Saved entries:

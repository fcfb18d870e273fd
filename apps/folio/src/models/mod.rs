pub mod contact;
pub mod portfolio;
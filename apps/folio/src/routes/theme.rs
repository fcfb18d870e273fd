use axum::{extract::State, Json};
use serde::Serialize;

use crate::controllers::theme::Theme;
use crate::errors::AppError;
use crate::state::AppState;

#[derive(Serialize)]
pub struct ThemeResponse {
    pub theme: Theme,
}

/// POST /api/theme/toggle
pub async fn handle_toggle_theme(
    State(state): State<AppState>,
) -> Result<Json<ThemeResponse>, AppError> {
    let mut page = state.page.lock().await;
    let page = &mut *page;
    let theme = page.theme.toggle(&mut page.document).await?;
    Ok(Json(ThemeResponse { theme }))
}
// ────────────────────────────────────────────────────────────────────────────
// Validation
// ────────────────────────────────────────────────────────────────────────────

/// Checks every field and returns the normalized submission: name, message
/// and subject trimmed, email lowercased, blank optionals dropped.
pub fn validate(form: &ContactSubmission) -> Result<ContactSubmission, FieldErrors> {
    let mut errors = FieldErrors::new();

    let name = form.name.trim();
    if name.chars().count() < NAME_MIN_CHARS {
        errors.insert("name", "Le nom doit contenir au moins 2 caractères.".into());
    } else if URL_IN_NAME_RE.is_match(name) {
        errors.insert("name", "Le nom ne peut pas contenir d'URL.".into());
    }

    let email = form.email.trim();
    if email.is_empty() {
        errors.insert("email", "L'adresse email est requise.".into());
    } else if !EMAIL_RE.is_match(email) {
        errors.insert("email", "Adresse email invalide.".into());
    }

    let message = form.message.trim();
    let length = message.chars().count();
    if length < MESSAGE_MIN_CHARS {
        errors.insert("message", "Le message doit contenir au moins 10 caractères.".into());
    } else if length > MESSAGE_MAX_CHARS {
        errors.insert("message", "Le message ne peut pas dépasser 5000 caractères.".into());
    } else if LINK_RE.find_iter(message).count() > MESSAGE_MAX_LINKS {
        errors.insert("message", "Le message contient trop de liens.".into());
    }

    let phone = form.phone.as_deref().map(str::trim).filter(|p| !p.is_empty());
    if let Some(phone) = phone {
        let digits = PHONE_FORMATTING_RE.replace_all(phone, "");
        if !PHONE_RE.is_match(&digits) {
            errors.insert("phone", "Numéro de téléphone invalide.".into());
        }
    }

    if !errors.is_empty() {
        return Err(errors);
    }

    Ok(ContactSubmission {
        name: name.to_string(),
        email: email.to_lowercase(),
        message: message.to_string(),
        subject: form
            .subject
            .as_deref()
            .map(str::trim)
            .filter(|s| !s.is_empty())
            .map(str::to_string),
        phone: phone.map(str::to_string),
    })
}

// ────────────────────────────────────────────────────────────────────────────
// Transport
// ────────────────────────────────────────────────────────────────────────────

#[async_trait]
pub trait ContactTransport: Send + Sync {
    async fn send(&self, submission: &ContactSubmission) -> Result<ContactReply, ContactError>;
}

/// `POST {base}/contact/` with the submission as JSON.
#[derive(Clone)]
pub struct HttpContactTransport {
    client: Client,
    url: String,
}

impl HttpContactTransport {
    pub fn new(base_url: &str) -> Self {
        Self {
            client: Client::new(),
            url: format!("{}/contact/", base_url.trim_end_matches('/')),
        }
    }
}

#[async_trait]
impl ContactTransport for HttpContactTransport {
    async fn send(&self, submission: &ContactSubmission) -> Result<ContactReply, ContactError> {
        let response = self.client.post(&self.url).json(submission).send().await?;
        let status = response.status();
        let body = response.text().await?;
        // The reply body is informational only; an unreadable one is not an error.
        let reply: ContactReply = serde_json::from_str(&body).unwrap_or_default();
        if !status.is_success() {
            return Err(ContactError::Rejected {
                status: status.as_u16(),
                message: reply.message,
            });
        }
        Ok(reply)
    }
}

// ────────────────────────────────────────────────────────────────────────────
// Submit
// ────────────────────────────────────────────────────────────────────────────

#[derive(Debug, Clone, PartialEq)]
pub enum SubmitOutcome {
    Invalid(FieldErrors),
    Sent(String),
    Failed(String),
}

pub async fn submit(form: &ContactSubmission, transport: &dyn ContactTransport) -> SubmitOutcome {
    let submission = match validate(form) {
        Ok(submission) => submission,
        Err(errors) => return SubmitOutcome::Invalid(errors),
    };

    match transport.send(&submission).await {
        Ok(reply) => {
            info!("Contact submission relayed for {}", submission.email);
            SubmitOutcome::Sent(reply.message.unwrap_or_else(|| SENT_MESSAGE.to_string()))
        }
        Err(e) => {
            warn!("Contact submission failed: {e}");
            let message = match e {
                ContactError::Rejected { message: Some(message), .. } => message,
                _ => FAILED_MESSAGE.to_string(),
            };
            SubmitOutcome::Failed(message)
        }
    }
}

Your task: Only lines containing "struct" belong in the answer; copy every such line from the records.

Response:
pub struct ThemeResponse {
pub struct HttpContactTransport {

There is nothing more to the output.